__WHAT TO DO__. Whenever a line of the data below holds the string "channel", copy that line.

.....

use std::sync::Arc;

use gravel::model::{PathStep, Payload};
use gravel::query::{Adjacency, Statement};
use gravel::{
    expr, DataElement, Engine, EngineConfig, GraphBackend, MemoryGraph, Query, QueryResult,
    Traveler, Value,
};
use tokio::sync::mpsc;
use tokio_util::sync::CancellationToken;

fn company_graph() -> Arc<MemoryGraph> {
    gravel::telemetry::init_tracing("gravel=debug");
    let g = MemoryGraph::new();
    g.insert_vertex(DataElement::vertex("A", "person").with_property("name", "ann"))
        .unwrap();
    g.insert_vertex(DataElement::vertex("B", "person").with_property("name", "bob"))
        .unwrap();
    g.insert_vertex(DataElement::vertex("C", "company").with_property("name", "acme"))
        .unwrap();
    g.insert_edge(DataElement::edge("AC", "works_at", "A", "C").with_property("since", 2019))
        .unwrap();
    Arc::new(g)
}

fn ids(results: &[QueryResult]) -> Vec<Option<String>> {
    results
        .iter()
        .map(|r| match r {
            QueryResult::Vertex(el) | QueryResult::Edge(el) => el.as_ref().map(|e| e.id.clone()),
            other => panic!("unexpected result {other:?}"),
        })
        .collect()
}

fn some(ids: &[&str]) -> Vec<Option<String>> {
    ids.iter().map(|id| Some(id.to_string())).collect()
}

#[tokio::test]
async fn people_to_employers() {
    let engine = Engine::new(company_graph(), EngineConfig::default());
    let employers = Query::all_vertices().has_label(["person"]).out(["works_at"]);
    let out = engine.collect(employers.statements()).await.unwrap();
    assert_eq!(ids(&out), some(&["C"]));
    assert_eq!(out[0].element().unwrap().data["name"], Value::from("acme"));

    let counted = engine.collect(&employers.count().into_statements()).await.unwrap();
    assert_eq!(counted, vec![QueryResult::Count(1)]);
}

#[tokio::test]
async fn edges_and_their_endpoints() {
    let engine = Engine::new(company_graph(), EngineConfig::default());
    let edges = engine
        .collect(&Query::v(["A"]).out_e(Vec::<String>::new()).into_statements())
        .await
        .unwrap();
    assert!(matches!(
        &edges[0],
        QueryResult::Edge(Some(e)) if e.id == "AC" && e.data["since"] == Value::Int(2019)
    ));

    let back = engine
        .collect(&Query::e(["AC"]).in_(Vec::<String>::new()).into_statements())
        .await
        .unwrap();
    assert_eq!(ids(&back), some(&["A"]));

    let both = engine
        .collect(&Query::v(["C"]).both(Vec::<String>::new()).into_statements())
        .await
        .unwrap();
    assert_eq!(ids(&both), some(&["A"]));
}

#[tokio::test]
async fn emit_null_yields_one_empty_traveler() {
    let engine = Engine::new(company_graph(), EngineConfig::default());
    let with_null = engine
        .collect(&Query::v(["B"]).out_null(["works_at"]).into_statements())
        .await
        .unwrap();
    assert_eq!(with_null, vec![QueryResult::Vertex(None)]);

    let without = engine
        .collect(&Query::v(["B"]).out(["works_at"]).into_statements())
        .await
        .unwrap();
    assert!(without.is_empty());

    let matched = engine
        .collect(&Query::v(["A"]).out_null(["works_at"]).into_statements())
        .await
        .unwrap();
    assert_eq!(ids(&matched), some(&["C"]));
}

#[tokio::test]
async fn both_emits_null_only_when_no_direction_matches() {
    let engine = Engine::new(company_graph(), EngineConfig::default());
    let any = || Adjacency::labels(Vec::<String>::new()).or_null();
    let both = |id: &str| {
        Query::v([id])
            .then(Statement::Both(any()))
            .into_statements()
    };
    let both_e = |id: &str| {
        Query::v([id])
            .then(Statement::BothE(any()))
            .into_statements()
    };

    assert_eq!(ids(&engine.collect(&both("A")).await.unwrap()), some(&["C"]));
    assert_eq!(ids(&engine.collect(&both("C")).await.unwrap()), some(&["A"]));
    assert_eq!(
        engine.collect(&both("B")).await.unwrap(),
        vec![QueryResult::Vertex(None)]
    );
    assert_eq!(ids(&engine.collect(&both_e("A")).await.unwrap()), some(&["AC"]));
    assert_eq!(
        engine.collect(&both_e("B")).await.unwrap(),
        vec![QueryResult::Edge(None)]
    );
}

#[tokio::test]
async fn limit_stops_the_scan_early() {
    let g = MemoryGraph::new();
    for i in 0..10_000 {
        g.insert_vertex(DataElement::vertex(format!("v{i:05}"), "n")).unwrap();
    }
    let g = Arc::new(g);
    let engine = Engine::new(g.clone(), EngineConfig::low_latency());
    let out = engine
        .collect(&Query::all_vertices().limit(5).into_statements())
        .await
        .unwrap();
    assert_eq!(ids(&out), some(&["v00000", "v00001", "v00002", "v00003", "v00004"]));
    assert!(g.scanned() < 500, "scanned {}", g.scanned());
}

#[tokio::test]
async fn range_windows_the_stream() {
    let engine = Engine::new(company_graph(), EngineConfig::default());
    let out = engine
        .collect(&Query::all_vertices().range(1, 2).into_statements())
        .await
        .unwrap();
    assert_eq!(ids(&out), some(&["B"]));
    let out = engine
        .collect(&Query::all_vertices().skip(2).into_statements())
        .await
        .unwrap();
    assert_eq!(ids(&out), some(&["C"]));
}

#[tokio::test]
async fn distinct_keeps_first_occurrences() {
    let g = MemoryGraph::new();
    let cities = [Some("oslo"), Some("rome"), None, Some("oslo"), None, Some("rome"), Some("lima")];
    for (i, city) in cities.iter().enumerate() {
        let mut v = DataElement::vertex(format!("p{i}"), "person");
        if let Some(city) = city {
            v = v.with_property("city", *city);
        }
        g.insert_vertex(v).unwrap();
    }
    let engine = Engine::new(Arc::new(g), EngineConfig::default());
    let out = engine
        .collect(&Query::all_vertices().distinct(["city"]).into_statements())
        .await
        .unwrap();
    assert_eq!(ids(&out), some(&["p0", "p1", "p2", "p4", "p6"]));
}

#[tokio::test]
async fn between_is_half_open() {
    let g = MemoryGraph::new();
    for (id, age) in [("lo", 10), ("mid", 15), ("hi", 20)] {
        g.insert_vertex(DataElement::vertex(id, "person").with_property("age", age))
            .unwrap();
    }
    let engine = Engine::new(Arc::new(g), EngineConfig::default());
    let out = engine
        .collect(&Query::all_vertices().has(expr::between("age", 10, 20)).into_statements())
        .await
        .unwrap();
    assert_eq!(ids(&out), some(&["lo", "mid"]));

    let out = engine
        .collect(&Query::all_vertices().has(expr::gt("age", "12")).into_statements())
        .await
        .unwrap();
    assert!(out.is_empty());
}

#[tokio::test]
async fn marks_select_and_render() {
    let engine = Engine::new(company_graph(), EngineConfig::default());
    let out = engine
        .collect(
            &Query::all_vertices()
                .has_label(["person"])
                .mark("p")
                .out(["works_at"])
                .select(["p"])
                .into_statements(),
        )
        .await
        .unwrap();
    assert_eq!(ids(&out), some(&["A"]));
    assert_eq!(out[0].element().unwrap().data["name"], Value::from("ann"));

    let template: Value = serde_json::from_str(r#"{"who": "$p.name", "at": "$.name"}"#).unwrap();
    let out = engine
        .collect(
            &Query::v(["A"])
                .mark("p")
                .out(["works_at"])
                .render(template)
                .into_statements(),
        )
        .await
        .unwrap();
    let expected: Value = serde_json::from_str(r#"{"who": "ann", "at": "acme"}"#).unwrap();
    assert_eq!(out, vec![QueryResult::Render(expected)]);

    let out = engine
        .collect(
            &Query::v(["A"])
                .out_e(["works_at"])
                .out(Vec::<String>::new())
                .path()
                .into_statements(),
        )
        .await
        .unwrap();
    assert_eq!(
        out,
        vec![QueryResult::Path(vec![
            PathStep::Vertex("A".into()),
            PathStep::Edge("AC".into()),
            PathStep::Vertex("C".into()),
        ])]
    );
}

#[tokio::test]
async fn extension_pipelines_pass_signals_through() {
    let engine = Engine::new(company_graph(), EngineConfig::default());
    let base = engine.compile(&Query::all_vertices().into_statements()).unwrap();
    let ext = base.extension_context();

    let (tx, rx) = mpsc::channel(8);
    let at = |id: &str| Traveler::new().with_current(Some(DataElement::vertex(id, "person")));
    for t in [Traveler::signal(1), at("A"), Traveler::signal(2), at("B"), Traveler::signal(3)] {
        tx.send(t).await.unwrap();
    }
    drop(tx);

    // Raw stage output keeps signals in place.
    let tail = engine
        .compile_extension(&Query::extend(vec![]).out_null(["works_at"]).into_statements(), &ext)
        .unwrap();
    let (raw_tx, raw_rx) = mpsc::channel(8);
    for t in [Traveler::signal(7), at("A")] {
        raw_tx.send(t).await.unwrap();
    }
    drop(raw_tx);
    let mut running = gravel::engine::start(&tail, &CancellationToken::new(), Some(raw_rx));
    let mut raw = Vec::new();
    while let Some(t) = running.next().await {
        raw.push(t);
    }
    running.finish().await;
    let signals: Vec<u64> = raw.iter().filter_map(|t| t.get_signal()).map(|s| s.id).collect();
    assert_eq!(signals, vec![7]);
    assert_eq!(raw.iter().filter(|t| !t.is_signal()).count(), 1);

    let mut results = engine
        .query_extension(
            &Query::extend(vec![]).out_null(["works_at"]).into_statements(),
            &ext,
            rx,
            CancellationToken::new(),
        )
        .unwrap();
    let mut out = Vec::new();
    while let Some(r) = results.recv().await {
        out.push(r);
    }
    let mut got = ids(&out);
    got.sort();
    assert_eq!(got, vec![None, Some("C".to_string())]);
}

#[tokio::test]
async fn count_payload_reaches_raw_output() {
    let engine = Engine::new(company_graph(), EngineConfig::default());
    let pipeline = engine.compile(&Query::all_vertices().count().into_statements()).unwrap();
    let mut running = gravel::engine::start(&pipeline, &CancellationToken::new(), None);
    let t = running.next().await.unwrap();
    assert_eq!(t.payload(), Some(&Payload::Count(3)));
    assert!(running.next().await.is_none());
    running.finish().await;
}

#[tokio::test]
async fn mutations_apply_to_copies() {
    let g = company_graph();
    let engine = Engine::new(g.clone(), EngineConfig::default());
    let out = engine
        .collect(
            &Query::v(["A"])
                .set("city", "oslo")
                .increment("visits", 2)
                .increment("visits", 3)
                .into_statements(),
        )
        .await
        .unwrap();
    let el = out[0].element().unwrap();
    assert_eq!(el.data["city"], Value::from("oslo"));
    assert_eq!(el.data["visits"], Value::Int(5));
    let stored = g.get_vertex("A", true).await.unwrap().unwrap();
    assert!(!stored.data.contains_key("city"));
}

.....

__ANSWER SPACE__.
    let (tx, rx) = mpsc::channel(8);
    let (raw_tx, raw_rx) = mpsc::channel(8);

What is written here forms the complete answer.